- **THE PROBLEM**
How many of the lines below contain the word "main"? Only the number is wanted.

- **DATASET CONTENT**

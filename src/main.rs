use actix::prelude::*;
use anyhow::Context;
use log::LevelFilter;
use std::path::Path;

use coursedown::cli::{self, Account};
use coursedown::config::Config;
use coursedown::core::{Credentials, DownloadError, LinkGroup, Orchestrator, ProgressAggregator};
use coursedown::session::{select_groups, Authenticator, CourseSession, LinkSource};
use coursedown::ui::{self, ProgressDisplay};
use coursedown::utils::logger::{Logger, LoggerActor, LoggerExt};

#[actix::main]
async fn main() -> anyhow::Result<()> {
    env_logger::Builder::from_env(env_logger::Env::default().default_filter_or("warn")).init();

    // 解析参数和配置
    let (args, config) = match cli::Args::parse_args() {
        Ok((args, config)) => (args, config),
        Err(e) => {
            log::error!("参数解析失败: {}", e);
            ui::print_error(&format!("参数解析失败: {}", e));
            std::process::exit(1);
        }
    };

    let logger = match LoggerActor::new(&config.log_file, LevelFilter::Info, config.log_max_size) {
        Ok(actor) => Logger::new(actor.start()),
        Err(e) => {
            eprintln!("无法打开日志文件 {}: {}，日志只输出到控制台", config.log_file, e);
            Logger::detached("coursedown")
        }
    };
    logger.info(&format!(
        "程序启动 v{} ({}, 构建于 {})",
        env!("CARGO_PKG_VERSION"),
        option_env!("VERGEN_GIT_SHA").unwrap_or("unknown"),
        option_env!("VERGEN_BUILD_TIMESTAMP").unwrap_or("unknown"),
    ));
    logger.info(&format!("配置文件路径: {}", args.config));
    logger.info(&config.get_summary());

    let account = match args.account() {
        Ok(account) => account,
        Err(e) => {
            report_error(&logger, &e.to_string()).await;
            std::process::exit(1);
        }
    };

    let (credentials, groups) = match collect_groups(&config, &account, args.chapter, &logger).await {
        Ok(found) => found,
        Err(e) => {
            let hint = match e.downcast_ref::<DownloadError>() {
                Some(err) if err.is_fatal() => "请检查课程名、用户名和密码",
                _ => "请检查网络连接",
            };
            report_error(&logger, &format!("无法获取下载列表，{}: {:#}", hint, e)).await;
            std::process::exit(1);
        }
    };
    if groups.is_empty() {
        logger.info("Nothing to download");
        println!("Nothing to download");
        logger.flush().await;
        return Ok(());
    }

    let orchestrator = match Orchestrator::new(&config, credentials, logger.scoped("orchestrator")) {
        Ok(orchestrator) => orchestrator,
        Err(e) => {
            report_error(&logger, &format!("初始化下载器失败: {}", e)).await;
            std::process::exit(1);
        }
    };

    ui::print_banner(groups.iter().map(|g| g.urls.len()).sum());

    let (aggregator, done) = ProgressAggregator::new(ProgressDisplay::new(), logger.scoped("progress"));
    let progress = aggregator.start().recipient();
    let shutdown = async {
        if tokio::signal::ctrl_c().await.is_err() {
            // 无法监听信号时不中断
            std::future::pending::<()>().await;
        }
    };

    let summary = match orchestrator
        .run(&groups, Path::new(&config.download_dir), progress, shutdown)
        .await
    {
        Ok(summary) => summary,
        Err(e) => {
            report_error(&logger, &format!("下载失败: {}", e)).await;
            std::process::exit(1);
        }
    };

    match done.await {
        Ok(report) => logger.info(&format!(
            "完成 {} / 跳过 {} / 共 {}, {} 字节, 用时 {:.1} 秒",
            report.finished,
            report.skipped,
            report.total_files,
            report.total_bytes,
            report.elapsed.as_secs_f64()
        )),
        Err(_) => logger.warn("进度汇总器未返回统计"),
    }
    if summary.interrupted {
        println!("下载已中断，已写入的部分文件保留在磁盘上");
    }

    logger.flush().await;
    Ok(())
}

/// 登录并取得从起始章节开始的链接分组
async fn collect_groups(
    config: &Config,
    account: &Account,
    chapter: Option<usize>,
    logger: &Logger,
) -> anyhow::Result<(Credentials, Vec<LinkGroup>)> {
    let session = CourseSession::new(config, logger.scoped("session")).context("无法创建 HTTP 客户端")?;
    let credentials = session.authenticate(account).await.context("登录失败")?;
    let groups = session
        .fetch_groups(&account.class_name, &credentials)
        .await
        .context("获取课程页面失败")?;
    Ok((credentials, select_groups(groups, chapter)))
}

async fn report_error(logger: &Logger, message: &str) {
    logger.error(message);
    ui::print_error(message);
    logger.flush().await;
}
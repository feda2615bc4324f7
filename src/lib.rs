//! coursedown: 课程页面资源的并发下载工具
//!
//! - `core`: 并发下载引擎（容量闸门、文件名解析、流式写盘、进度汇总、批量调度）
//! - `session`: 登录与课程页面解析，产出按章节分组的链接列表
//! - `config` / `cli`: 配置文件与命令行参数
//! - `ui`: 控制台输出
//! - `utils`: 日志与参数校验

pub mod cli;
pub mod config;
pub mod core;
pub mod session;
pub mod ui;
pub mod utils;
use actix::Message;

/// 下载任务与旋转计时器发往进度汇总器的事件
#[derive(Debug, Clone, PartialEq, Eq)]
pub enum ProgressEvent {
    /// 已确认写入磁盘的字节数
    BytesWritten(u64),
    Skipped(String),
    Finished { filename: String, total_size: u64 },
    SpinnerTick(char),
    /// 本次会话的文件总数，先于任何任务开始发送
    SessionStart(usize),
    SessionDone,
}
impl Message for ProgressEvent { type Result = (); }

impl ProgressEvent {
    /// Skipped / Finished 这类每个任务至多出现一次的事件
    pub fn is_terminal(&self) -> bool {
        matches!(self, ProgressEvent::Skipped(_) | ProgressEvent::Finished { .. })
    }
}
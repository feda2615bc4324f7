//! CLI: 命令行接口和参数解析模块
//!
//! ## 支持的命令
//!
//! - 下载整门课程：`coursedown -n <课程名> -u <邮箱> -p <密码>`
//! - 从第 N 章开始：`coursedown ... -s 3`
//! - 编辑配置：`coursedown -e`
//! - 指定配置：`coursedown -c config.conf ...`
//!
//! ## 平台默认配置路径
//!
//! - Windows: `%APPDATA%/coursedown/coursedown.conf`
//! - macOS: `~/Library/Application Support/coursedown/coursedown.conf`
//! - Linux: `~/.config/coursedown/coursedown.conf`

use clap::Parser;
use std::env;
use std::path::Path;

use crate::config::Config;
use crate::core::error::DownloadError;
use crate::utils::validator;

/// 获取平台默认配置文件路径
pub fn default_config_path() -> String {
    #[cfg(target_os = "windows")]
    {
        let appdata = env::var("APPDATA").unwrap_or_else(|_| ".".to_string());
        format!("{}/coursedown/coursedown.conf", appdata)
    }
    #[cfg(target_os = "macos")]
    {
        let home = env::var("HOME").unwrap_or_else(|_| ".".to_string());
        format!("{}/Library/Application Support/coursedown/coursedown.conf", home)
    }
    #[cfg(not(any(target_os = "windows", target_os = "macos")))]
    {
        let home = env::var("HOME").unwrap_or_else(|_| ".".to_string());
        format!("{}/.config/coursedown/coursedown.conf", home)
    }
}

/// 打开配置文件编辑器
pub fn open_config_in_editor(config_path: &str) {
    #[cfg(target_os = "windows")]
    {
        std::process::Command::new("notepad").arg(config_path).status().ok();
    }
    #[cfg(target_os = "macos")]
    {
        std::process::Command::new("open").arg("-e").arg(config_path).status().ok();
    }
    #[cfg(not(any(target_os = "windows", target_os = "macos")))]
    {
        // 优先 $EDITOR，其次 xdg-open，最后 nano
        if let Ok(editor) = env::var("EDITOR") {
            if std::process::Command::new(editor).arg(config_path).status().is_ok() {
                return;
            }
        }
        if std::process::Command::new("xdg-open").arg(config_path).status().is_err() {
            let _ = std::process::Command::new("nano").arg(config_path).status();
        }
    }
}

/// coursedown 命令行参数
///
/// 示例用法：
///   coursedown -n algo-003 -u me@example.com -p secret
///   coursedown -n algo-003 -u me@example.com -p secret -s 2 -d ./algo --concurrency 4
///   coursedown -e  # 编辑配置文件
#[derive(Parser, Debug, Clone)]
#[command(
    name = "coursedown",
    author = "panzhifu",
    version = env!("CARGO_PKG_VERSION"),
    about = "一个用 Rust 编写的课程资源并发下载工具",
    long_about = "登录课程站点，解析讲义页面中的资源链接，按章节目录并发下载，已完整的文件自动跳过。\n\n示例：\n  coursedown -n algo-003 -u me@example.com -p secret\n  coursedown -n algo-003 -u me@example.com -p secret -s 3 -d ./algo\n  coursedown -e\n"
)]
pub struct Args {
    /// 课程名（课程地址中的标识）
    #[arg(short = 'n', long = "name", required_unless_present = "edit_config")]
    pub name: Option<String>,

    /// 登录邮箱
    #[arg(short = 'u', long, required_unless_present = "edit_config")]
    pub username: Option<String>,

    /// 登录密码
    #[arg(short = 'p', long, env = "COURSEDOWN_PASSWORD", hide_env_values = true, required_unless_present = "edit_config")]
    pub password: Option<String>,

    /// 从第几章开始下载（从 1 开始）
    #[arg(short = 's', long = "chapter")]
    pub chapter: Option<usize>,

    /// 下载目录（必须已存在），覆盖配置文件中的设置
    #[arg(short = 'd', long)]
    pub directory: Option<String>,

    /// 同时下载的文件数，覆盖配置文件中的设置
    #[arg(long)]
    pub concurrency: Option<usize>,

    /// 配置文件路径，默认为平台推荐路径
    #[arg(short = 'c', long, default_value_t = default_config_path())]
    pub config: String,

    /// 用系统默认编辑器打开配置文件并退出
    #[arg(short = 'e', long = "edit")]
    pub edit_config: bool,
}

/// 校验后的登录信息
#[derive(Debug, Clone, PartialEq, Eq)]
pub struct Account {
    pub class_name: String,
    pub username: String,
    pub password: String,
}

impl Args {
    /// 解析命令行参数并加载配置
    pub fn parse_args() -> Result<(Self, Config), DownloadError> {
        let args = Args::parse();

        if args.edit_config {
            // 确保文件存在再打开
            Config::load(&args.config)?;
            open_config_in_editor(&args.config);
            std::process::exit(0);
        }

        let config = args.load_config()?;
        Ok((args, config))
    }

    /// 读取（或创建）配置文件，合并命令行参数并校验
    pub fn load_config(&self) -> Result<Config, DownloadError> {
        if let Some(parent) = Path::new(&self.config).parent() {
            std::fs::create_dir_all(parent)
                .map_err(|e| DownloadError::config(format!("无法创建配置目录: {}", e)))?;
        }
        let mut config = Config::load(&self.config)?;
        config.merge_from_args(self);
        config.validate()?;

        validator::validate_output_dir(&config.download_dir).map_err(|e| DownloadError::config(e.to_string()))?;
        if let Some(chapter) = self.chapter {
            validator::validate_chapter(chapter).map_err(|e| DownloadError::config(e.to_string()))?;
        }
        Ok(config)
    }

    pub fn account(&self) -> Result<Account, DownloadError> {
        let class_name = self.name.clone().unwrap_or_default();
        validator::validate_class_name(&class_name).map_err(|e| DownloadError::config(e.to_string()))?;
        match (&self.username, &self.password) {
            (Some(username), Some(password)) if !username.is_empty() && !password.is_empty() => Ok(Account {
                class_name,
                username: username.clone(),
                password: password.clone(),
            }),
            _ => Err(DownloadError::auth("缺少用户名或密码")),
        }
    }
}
...
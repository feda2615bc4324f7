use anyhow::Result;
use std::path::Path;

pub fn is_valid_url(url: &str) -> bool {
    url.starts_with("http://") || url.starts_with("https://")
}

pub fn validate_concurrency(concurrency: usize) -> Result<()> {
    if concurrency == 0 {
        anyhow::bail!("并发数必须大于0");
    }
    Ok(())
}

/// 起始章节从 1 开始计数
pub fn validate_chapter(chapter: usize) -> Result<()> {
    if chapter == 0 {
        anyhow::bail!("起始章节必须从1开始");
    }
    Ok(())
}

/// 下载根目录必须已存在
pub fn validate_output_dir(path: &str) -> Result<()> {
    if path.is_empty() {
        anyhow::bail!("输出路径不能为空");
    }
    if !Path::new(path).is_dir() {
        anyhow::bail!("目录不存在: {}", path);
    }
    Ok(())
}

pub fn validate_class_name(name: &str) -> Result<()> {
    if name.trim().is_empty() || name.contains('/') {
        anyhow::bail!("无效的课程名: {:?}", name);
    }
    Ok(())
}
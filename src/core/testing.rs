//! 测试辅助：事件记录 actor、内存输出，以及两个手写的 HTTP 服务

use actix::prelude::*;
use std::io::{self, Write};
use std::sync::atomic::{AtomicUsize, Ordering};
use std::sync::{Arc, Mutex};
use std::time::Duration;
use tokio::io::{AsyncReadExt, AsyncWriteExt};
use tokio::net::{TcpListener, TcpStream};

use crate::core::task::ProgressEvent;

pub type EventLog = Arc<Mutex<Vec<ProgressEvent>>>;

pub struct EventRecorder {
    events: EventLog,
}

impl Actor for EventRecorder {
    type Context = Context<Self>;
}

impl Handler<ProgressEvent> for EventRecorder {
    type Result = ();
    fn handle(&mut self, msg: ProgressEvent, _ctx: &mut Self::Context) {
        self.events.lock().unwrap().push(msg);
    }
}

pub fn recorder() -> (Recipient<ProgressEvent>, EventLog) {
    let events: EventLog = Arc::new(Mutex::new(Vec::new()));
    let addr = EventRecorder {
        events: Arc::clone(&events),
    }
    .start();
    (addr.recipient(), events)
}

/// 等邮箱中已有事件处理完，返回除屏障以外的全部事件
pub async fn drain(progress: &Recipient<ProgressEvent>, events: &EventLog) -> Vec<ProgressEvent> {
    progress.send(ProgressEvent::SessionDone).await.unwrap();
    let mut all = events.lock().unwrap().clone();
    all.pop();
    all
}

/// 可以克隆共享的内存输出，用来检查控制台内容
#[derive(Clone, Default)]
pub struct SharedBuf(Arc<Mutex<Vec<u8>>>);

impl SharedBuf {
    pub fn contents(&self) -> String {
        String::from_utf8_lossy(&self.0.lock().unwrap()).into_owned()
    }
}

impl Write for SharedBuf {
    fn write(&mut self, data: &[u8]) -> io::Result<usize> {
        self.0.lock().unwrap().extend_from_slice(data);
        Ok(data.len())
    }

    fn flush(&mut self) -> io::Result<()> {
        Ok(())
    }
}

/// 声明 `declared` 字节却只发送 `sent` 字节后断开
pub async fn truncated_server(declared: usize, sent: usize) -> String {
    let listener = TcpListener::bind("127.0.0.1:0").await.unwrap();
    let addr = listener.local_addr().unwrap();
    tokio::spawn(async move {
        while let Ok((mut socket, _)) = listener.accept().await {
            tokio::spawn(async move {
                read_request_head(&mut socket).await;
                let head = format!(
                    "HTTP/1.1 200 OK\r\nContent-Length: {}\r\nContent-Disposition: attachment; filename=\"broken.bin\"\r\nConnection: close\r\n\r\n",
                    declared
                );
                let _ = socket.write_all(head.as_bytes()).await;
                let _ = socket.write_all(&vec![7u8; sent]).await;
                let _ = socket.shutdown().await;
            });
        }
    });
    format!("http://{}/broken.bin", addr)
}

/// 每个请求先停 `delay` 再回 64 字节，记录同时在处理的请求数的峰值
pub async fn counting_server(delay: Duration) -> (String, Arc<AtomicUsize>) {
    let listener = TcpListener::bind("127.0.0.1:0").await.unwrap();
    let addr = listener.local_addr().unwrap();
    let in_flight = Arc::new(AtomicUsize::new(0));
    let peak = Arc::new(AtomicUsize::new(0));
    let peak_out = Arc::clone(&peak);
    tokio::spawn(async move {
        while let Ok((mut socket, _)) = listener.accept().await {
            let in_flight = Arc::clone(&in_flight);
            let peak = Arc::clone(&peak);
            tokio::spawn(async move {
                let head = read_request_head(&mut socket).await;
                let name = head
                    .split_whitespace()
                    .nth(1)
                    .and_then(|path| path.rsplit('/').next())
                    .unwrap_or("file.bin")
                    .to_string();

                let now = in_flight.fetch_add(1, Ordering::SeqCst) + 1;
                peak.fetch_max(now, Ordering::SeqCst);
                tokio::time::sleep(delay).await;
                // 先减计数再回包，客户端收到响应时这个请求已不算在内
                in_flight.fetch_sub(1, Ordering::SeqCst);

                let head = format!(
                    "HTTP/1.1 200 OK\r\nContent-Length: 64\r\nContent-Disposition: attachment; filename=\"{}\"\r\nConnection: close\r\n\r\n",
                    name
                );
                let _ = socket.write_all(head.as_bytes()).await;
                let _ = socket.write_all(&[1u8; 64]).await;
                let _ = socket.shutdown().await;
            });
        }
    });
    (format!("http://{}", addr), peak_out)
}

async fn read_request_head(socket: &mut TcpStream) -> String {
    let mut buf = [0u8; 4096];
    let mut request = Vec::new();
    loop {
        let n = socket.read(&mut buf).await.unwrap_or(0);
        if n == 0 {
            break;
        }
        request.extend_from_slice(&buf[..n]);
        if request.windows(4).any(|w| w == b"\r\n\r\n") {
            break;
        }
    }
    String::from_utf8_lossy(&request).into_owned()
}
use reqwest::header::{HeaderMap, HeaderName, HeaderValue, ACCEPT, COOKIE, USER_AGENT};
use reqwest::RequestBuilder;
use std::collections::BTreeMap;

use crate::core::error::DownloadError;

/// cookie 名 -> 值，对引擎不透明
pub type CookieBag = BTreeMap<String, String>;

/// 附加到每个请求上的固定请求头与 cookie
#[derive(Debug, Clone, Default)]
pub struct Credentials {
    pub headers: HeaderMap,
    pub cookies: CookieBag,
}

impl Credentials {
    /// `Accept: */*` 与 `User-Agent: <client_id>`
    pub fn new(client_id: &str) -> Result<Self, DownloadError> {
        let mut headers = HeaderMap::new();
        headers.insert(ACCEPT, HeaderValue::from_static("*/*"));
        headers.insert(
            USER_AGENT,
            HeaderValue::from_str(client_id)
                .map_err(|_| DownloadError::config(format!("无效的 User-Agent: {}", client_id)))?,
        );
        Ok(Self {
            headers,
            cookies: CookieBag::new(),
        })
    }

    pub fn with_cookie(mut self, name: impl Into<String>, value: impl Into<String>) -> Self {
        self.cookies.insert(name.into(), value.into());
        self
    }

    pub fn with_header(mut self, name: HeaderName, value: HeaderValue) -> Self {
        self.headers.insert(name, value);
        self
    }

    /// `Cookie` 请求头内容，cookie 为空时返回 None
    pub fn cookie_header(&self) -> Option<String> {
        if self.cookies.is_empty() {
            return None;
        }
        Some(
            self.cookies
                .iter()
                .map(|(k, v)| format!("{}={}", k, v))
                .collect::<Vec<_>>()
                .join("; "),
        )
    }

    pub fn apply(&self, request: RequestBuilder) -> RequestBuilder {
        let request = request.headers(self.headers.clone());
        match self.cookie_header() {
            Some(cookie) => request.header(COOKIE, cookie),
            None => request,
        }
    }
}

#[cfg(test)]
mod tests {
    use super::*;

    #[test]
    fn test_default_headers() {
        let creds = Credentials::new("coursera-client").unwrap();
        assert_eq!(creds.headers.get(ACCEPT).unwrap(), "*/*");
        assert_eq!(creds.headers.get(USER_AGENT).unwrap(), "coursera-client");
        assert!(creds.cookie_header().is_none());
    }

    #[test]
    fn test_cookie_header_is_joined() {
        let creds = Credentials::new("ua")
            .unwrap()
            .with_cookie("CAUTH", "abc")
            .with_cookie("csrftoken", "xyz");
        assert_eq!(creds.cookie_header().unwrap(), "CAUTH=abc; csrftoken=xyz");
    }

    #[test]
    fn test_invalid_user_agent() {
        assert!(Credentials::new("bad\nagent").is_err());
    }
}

- **TASK RESPONSE**
3